WHAT THE EXERCISE ASKS. Each line must appear in the answer exactly as it does in the data.

### RECORDS SUPPLIED

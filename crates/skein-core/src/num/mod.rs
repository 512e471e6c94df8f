// Copyright (c) 2025 Felix Kahle.
//
// Permission is hereby granted, free of charge, to any person obtaining
// a copy of this software and associated documentation files (the
// "Software"), to deal in the Software without restriction, including
// without limitation the rights to use, copy, modify, merge, publish,
// distribute, sublicense, and/or sell copies of the Software, and to
// permit persons to whom the Software is furnished to do so, subject to
// the following conditions:
//
// The above copyright notice and this permission notice shall be
// included in all copies or substantial portions of the Software.
//
// THE SOFTWARE IS PROVIDED "AS IS", WITHOUT WARRANTY OF ANY KIND,
// EXPRESS OR IMPLIED, INCLUDING BUT NOT LIMITED TO THE WARRANTIES OF
// MERCHANTABILITY, FITNESS FOR A PARTICULAR PURPOSE AND
// NONINFRINGEMENT. IN NO EVENT SHALL THE AUTHORS OR COPYRIGHT HOLDERS BE
// LIABLE FOR ANY CLAIM, DAMAGES OR OTHER LIABILITY, WHETHER IN AN ACTION
// OF CONTRACT, TORT OR OTHERWISE, ARISING FROM, OUT OF OR IN CONNECTION
// WITH THE SOFTWARE OR THE USE OR OTHER DEALINGS IN THE SOFTWARE.

//! # Numeric Helpers
//!
//! Integer-centric helpers built on [`num_traits::PrimInt`], so a single
//! generic function covers every primitive integer type.
//!
//! ## Submodules
//!
//! - `log`: Base two logarithms (`log2_floor`, `log2_ceil`, `bit_length`,
//!   `log2_f64`) and the related predicates `is_power_of_two` and
//!   `is_integral`.
//! - `arith`: Modular exponentiation with 128-bit intermediates, checked
//!   exponentiation, and primality testing by 6k ± 1 trial division.
//!
//! Functions with a restricted domain return [`NumError`] instead of
//! panicking.

pub mod arith;
pub mod log;

pub use arith::{checked_pow, is_prime, mod_pow};
pub use log::{bit_length, is_integral, is_power_of_two, log2_ceil, log2_f64, log2_floor};

/// Errors produced by the numeric helpers.
#[derive(Debug, Clone, Copy, PartialEq, Eq)]
pub enum NumError {
    /// The argument must be strictly positive.
    NonPositive,
    /// A modulus of zero was supplied.
    ZeroModulus,
    /// The result does not fit in the target type.
    Overflow,
}

impl std::fmt::Display for NumError {
    fn fmt(&self, f: &mut std::fmt::Formatter<'_>) -> std::fmt::Result {
        match self {
            NumError::NonPositive => write!(f, "Argument must be strictly positive"),
            NumError::ZeroModulus => write!(f, "Modulus must be non-zero"),
            NumError::Overflow => write!(f, "Result overflows the target type"),
        }
    }
}

impl std::error::Error for NumError {}
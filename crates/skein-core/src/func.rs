// Copyright (c) 2025 Felix Kahle.
//
// Permission is hereby granted, free of charge, to any person obtaining
// a copy of this software and associated documentation files (the
// "Software"), to deal in the Software without restriction, including
// without limitation the rights to use, copy, modify, merge, publish,
// distribute, sublicense, and/or sell copies of the Software, and to
// permit persons to whom the Software is furnished to do so, subject to
// the following conditions:
//
// The above copyright notice and this permission notice shall be
// included in all copies or substantial portions of the Software.
//
// THE SOFTWARE IS PROVIDED "AS IS", WITHOUT WARRANTY OF ANY KIND,
// EXPRESS OR IMPLIED, INCLUDING BUT NOT LIMITED TO THE WARRANTIES OF
// MERCHANTABILITY, FITNESS FOR A PARTICULAR PURPOSE AND
// NONINFRINGEMENT. IN NO EVENT SHALL THE AUTHORS OR COPYRIGHT HOLDERS BE
// LIABLE FOR ANY CLAIM, DAMAGES OR OTHER LIABILITY, WHETHER IN AN ACTION
// OF CONTRACT, TORT OR OTHERWISE, ARISING FROM, OUT OF OR IN CONNECTION
// WITH THE SOFTWARE OR THE USE OR OTHER DEALINGS IN THE SOFTWARE.

//! # Partial Application
//!
//! Helpers that fix leading arguments of a two- or three-argument function
//! and return a closure over the remaining ones. Bound arguments are cloned
//! on every call, so the returned closure is itself `Fn`.
//!
//! ## Usage
//!
//! ```rust
//! use skein_core::func;
//!
//! let add = |a: i32, b: i32| a + b;
//! let add_ten = func::partial(add, 10);
//! assert_eq!(add_ten(5), 15);
//!
//! let clamp = |lo: i32, hi: i32, x: i32| x.clamp(lo, hi);
//! let percent = func::partial_first_two(clamp, 0, 100);
//! assert_eq!(percent(140), 100);
//! ```

/// Fixes the first argument of a two-argument function.
#[inline]
pub fn partial<A, B, R, F>(f: F, a: A) -> impl Fn(B) -> R
where
    F: Fn(A, B) -> R,
    A: Clone,
{
    move |b| f(a.clone(), b)
}

/// Fixes the first argument of a three-argument function.
///
/// # Examples
///
/// ```rust
/// # use skein_core::func::partial_first;
/// let join = |sep: &str, a: &str, b: &str| format!("{a}{sep}{b}");
/// let dashed = partial_first(join, "-");
/// assert_eq!(dashed("x", "y"), "x-y");
/// ```
#[inline]
pub fn partial_first<A, B, C, R, F>(f: F, a: A) -> impl Fn(B, C) -> R
where
    F: Fn(A, B, C) -> R,
    A: Clone,
{
    move |b, c| f(a.clone(), b, c)
}

/// Fixes the first two arguments of a three-argument function.
#[inline]
pub fn partial_first_two<A, B, C, R, F>(f: F, a: A, b: B) -> impl Fn(C) -> R
where
    F: Fn(A, B, C) -> R,
    A: Clone,
    B: Clone,
{
    move |c| f(a.clone(), b.clone(), c)
}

######

TASK OUTPUT.
filename crates/skein-core/src/num/mod.rs
repository 512e471e6c94df8f
// Copyright (c) 2025 Felix Kahle.
//
// Permission is hereby granted, free of charge, to any person obtaining
// a copy of this software and associated documentation files (the
// "Software"), to deal in the Software without restriction, including
// without limitation the rights to use, copy, modify, merge, publish,
// distribute, sublicense, and/or sell copies of the Software, and to
// permit persons to whom the Software is furnished to do so, subject to
// the following conditions:
//
// The above copyright notice and this permission notice shall be
// included in all copies or substantial portions of the Software.
//
// THE SOFTWARE IS PROVIDED "AS IS", WITHOUT WARRANTY OF ANY KIND,
// EXPRESS OR IMPLIED, INCLUDING BUT NOT LIMITED TO THE WARRANTIES OF
// MERCHANTABILITY, FITNESS FOR A PARTICULAR PURPOSE AND
// NONINFRINGEMENT. IN NO EVENT SHALL THE AUTHORS OR COPYRIGHT HOLDERS BE
// LIABLE FOR ANY CLAIM, DAMAGES OR OTHER LIABILITY, WHETHER IN AN ACTION
// OF CONTRACT, TORT OR OTHERWISE, ARISING FROM, OUT OF OR IN CONNECTION
// WITH THE SOFTWARE OR THE USE OR OTHER DEALINGS IN THE SOFTWARE.

//! # Numeric Helpers
//!
//! Integer-centric helpers built on [`num_traits::PrimInt`], so a single
//! generic function covers every primitive integer type.
//!
//! ## Submodules
//!
//! - `log`: Base two logarithms (`log2_floor`, `log2_ceil`, `bit_length`,
//!   `log2_f64`) and the related predicates `is_power_of_two` and
//!   `is_integral`.
//! - `arith`: Modular exponentiation with 128-bit intermediates, checked
//!   exponentiation, and primality testing by 6k ± 1 trial division.
//!
//! Functions with a restricted domain return [`NumError`] instead of
//! panicking.

pub mod arith;
pub mod log;

pub use arith::{checked_pow, is_prime, mod_pow};
pub use log::{bit_length, is_integral, is_power_of_two, log2_ceil, log2_f64, log2_floor};

/// Errors produced by the numeric helpers.
#[derive(Debug, Clone, Copy, PartialEq, Eq)]
pub enum NumError {
    /// The argument must be strictly positive.
    NonPositive,
    /// A modulus of zero was supplied.
    ZeroModulus,
    /// The result does not fit in the target type.
    Overflow,
}

impl std::fmt::Display for NumError {
    fn fmt(&self, f: &mut std::fmt::Formatter<'_>) -> std::fmt::Result {
        match self {
            NumError::NonPositive => write!(f, "Argument must be strictly positive"),
            NumError::ZeroModulus => write!(f, "Modulus must be non-zero"),
            NumError::Overflow => write!(f, "Result overflows the target type"),
        }
    }
}

impl std::error::Error for NumError {}
filename crates/skein-core/src/func.rs
// Copyright (c) 2025 Felix Kahle.
//
// Permission is hereby granted, free of charge, to any person obtaining
// a copy of this software and associated documentation files (the
// "Software"), to deal in the Software without restriction, including
// without limitation the rights to use, copy, modify, merge, publish,
// distribute, sublicense, and/or sell copies of the Software, and to
// permit persons to whom the Software is furnished to do so, subject to
// the following conditions:
//
// The above copyright notice and this permission notice shall be
// included in all copies or substantial portions of the Software.
//
// THE SOFTWARE IS PROVIDED "AS IS", WITHOUT WARRANTY OF ANY KIND,
// EXPRESS OR IMPLIED, INCLUDING BUT NOT LIMITED TO THE WARRANTIES OF
// MERCHANTABILITY, FITNESS FOR A PARTICULAR PURPOSE AND
// NONINFRINGEMENT. IN NO EVENT SHALL THE AUTHORS OR COPYRIGHT HOLDERS BE
// LIABLE FOR ANY CLAIM, DAMAGES OR OTHER LIABILITY, WHETHER IN AN ACTION
// OF CONTRACT, TORT OR OTHERWISE, ARISING FROM, OUT OF OR IN CONNECTION
// WITH THE SOFTWARE OR THE USE OR OTHER DEALINGS IN THE SOFTWARE.

//! # Partial Application
//!
//! Helpers that fix leading arguments of a two- or three-argument function
//! and return a closure over the remaining ones. Bound arguments are cloned
//! on every call, so the returned closure is itself `Fn`.
//!
//! ## Usage
//!
//! ```rust
//! use skein_core::func;
//!
//! let add = |a: i32, b: i32| a + b;
//! let add_ten = func::partial(add, 10);
//! assert_eq!(add_ten(5), 15);
//!
//! let clamp = |lo: i32, hi: i32, x: i32| x.clamp(lo, hi);
//! let percent = func::partial_first_two(clamp, 0, 100);
//! assert_eq!(percent(140), 100);
//! ```

/// Fixes the first argument of a two-argument function.
#[inline]
pub fn partial<A, B, R, F>(f: F, a: A) -> impl Fn(B) -> R
where
    F: Fn(A, B) -> R,
    A: Clone,
{
    move |b| f(a.clone(), b)
}

/// Fixes the first argument of a three-argument function.
///
/// # Examples
///
/// ```rust
/// # use skein_core::func::partial_first;
/// let join = |sep: &str, a: &str, b: &str| format!("{a}{sep}{b}");
/// let dashed = partial_first(join, "-");
/// assert_eq!(dashed("x", "y"), "x-y");
/// ```
#[inline]
pub fn partial_first<A, B, C, R, F>(f: F, a: A) -> impl Fn(B, C) -> R
where
    F: Fn(A, B, C) -> R,
    A: Clone,
{
    move |b, c| f(a.clone(), b, c)
}

/// Fixes the first two arguments of a three-argument function.
#[inline]
pub fn partial_first_two<A, B, C, R, F>(f: F, a: A, b: B) -> impl Fn(C) -> R
where
    F: Fn(A, B, C) -> R,
    A: Clone,
    B: Clone,
{
    move |c| f(a.clone(), b.clone(), c)
}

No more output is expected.